No way No Country For Old Men is better then this. Paul T. Anderson's masterpiece on capitalism, corruption, greed and religion is EPIC. This is also Daniel Day-Lewis's best. These crakin' Hollywood epics are few and far between nowadays.



This is one of those movies you should see at least 2 times. It takes a while to sink in. You can easily miss key plot point even if you do give it undivided attention. It tell the rise and fall an extremely monstrous oilman. It begins with a just one lone man digging from the black gold all by his lonesome. This man is Danial Plainview.

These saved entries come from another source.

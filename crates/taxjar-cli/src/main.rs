mod cli;
mod config;
mod error;
mod logging;
mod output;

use std::io::{stdout, BufWriter};
use std::process::ExitCode;
use std::sync::Arc;
use std::time::Instant;

use clap::Parser;
use taxjar_core::{ReqwestHttpClient, TransactionsExtractor};
use tracing::{info, info_span, Instrument};
use uuid::Uuid;

use crate::cli::Cli;
use crate::config::TapConfig;
use crate::error::CliError;
use crate::output::MessageWriter;

#[tokio::main]
async fn main() -> ExitCode {
    let cli = Cli::parse();
    logging::setup_logging(cli.log_level.into());

    match run(&cli).await {
        Ok(()) => ExitCode::SUCCESS,
        Err(error) => {
            eprintln!("error: {error}");
            ExitCode::from(error.exit_code())
        }
    }
}

async fn run(cli: &Cli) -> Result<(), CliError> {
    if cli.discover {
        output::write_catalog(stdout().lock())?;
        return Ok(());
    }

    let config = TapConfig::resolve(cli)?;
    let window = config.window()?;
    let extractor = TransactionsExtractor::new(
        config.extractor_config(cli),
        Arc::new(ReqwestHttpClient::new()?),
    )?;

    let mut sink = MessageWriter::new(BufWriter::new(stdout().lock()));
    sink.write_schema()?;

    let timer = Instant::now();
    let span = info_span!("extraction", run_id = %Uuid::new_v4());
    let report = extractor.run(&window, &mut sink).instrument(span).await?;

    info!(
        days = report.days.len(),
        listed = report.listed(),
        emitted = report.emitted(),
        skipped = report.skipped(),
        written = sink.records_written(),
        elapsed = ?timer.elapsed(),
        "run complete"
    );

    Ok(())
}
//! Tap configuration: JSON file, then environment, then command-line flags.
//!
//! | Key | Environment | Flag | Default |
//! |-----|-------------|------|---------|
//! | `api_key` | `TAXJAR_API_KEY` | - | required |
//! | `days_back` | `TAXJAR_DAYS_BACK` | `--days-back` | 21 |
//! | `base_url` | `TAXJAR_BASE_URL` | `--base-url` | `https://api.taxjar.com/v2` |
//! | `provider` | `TAXJAR_PROVIDER` | - | `upsellery` |
//!
//! Blank values count as unset in every layer.

use std::fmt::{Debug, Formatter};
use std::path::Path;

use ::config::{Config, Environment, File, FileFormat};
use serde::Deserialize;
use taxjar_core::{
    DetailFailurePolicy, ExtractionWindow, ExtractorConfig, RetryConfig, ValidationError,
    DEFAULT_BASE_URL, DEFAULT_DAYS_BACK, DEFAULT_PROVIDER,
};

use crate::cli::Cli;
use crate::error::CliError;

/// Prefix of the environment overrides (`TAXJAR_API_KEY`, ...).
pub const ENV_PREFIX: &str = "TAXJAR";

/// Environment source for `TAXJAR_*` variables; empty values are ignored.
pub fn environment() -> Environment {
    Environment::with_prefix(ENV_PREFIX)
        .try_parsing(true)
        .ignore_empty(true)
}

/// Config file merged with the environment; unknown keys are ignored.
#[derive(Clone, Default, Deserialize)]
pub struct FileConfig {
    pub api_key: Option<String>,
    pub days_back: Option<i64>,
    pub base_url: Option<String>,
    pub provider: Option<String>,
}

impl FileConfig {
    /// Reads `path` (JSON) if given, then overlays `env`.
    pub fn load(path: Option<&Path>, env: Environment) -> Result<Self, CliError> {
        let mut builder = Config::builder();
        if let Some(path) = path {
            builder = builder.add_source(
                File::from(path)
                    .format(FileFormat::Json)
                    .required(true),
            );
        }

        builder
            .add_source(env)
            .build()
            .and_then(Config::try_deserialize)
            .map_err(|error| CliError::Config(error.to_string()))
    }
}

/// Fully resolved settings for one run.
#[derive(Clone, PartialEq, Eq)]
pub struct TapConfig {
    pub api_key: String,
    pub days_back: i64,
    pub base_url: String,
    pub provider: String,
}

impl Debug for TapConfig {
    fn fmt(&self, f: &mut Formatter<'_>) -> std::fmt::Result {
        f.debug_struct("TapConfig")
            .field("api_key", &"<redacted>")
            .field("days_back", &self.days_back)
            .field("base_url", &self.base_url)
            .field("provider", &self.provider)
            .finish()
    }
}

impl TapConfig {
    pub fn resolve(cli: &Cli) -> Result<Self, CliError> {
        let settings = FileConfig::load(cli.config.as_deref(), environment())?;
        Self::layered(settings, cli)
    }

    fn layered(settings: FileConfig, cli: &Cli) -> Result<Self, CliError> {
        let api_key = non_blank(settings.api_key).ok_or(ValidationError::EmptyApiKey)?;

        let days_back = cli
            .days_back
            .or(settings.days_back)
            .unwrap_or(DEFAULT_DAYS_BACK);
        if days_back < 0 {
            return Err(ValidationError::NegativeDaysBack { value: days_back }.into());
        }

        let base_url = non_blank(cli.base_url.clone())
            .or_else(|| non_blank(settings.base_url))
            .unwrap_or_else(|| String::from(DEFAULT_BASE_URL));

        Ok(Self {
            api_key,
            days_back,
            base_url,
            provider: non_blank(settings.provider)
                .unwrap_or_else(|| String::from(DEFAULT_PROVIDER)),
        })
    }

    /// Window ending today (UTC).
    pub fn window(&self) -> Result<ExtractionWindow, ValidationError> {
        ExtractionWindow::trailing(self.days_back)
    }

    pub fn extractor_config(&self, cli: &Cli) -> ExtractorConfig {
        let retry = if cli.max_retries > 0 {
            RetryConfig::exponential(cli.max_retries)
        } else {
            RetryConfig::no_retry()
        };
        let detail_failures = if cli.strict_details {
            DetailFailurePolicy::Abort
        } else {
            DetailFailurePolicy::Skip
        };

        ExtractorConfig::new(self.api_key.clone())
            .with_base_url(self.base_url.clone())
            .with_provider(self.provider.clone())
            .with_timeout_ms(cli.timeout_ms)
            .with_retry(retry)
            .with_missing_order_policy(cli.missing_order.into())
            .with_detail_failure_policy(detail_failures)
    }
}

fn non_blank(value: Option<String>) -> Option<String> {
    value.filter(|value| !value.trim().is_empty())
}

Now some of the things this guy does may upset you. It may anger you, but his is a very mean man. Its always hard to watch something that so closely follows a villain. Especially one that follow him so closely. We rarely leave his sight.
But the thing is, hes not that bad, you can really empithize with him so much. Espacaly at the end. How he often destorys the demented Eli, the false prophet will make you very happy.




What gets the film going is Danial's discovery of oil under the Sunday Ranch. He and Paul Sunday, who is kind of a nutter himself, don't exactly get along. The music and cinematography perfectly reflect the the story. One event comes to mind about half way through.


There Will Be Blood is based on Upton Sinclair's Oil!. If you see this...don't read the book, its very different, but still good. I read the book first so I wasn't really disappointed it either. Either way, There Will Be Blood is a modern classic in the truest sense.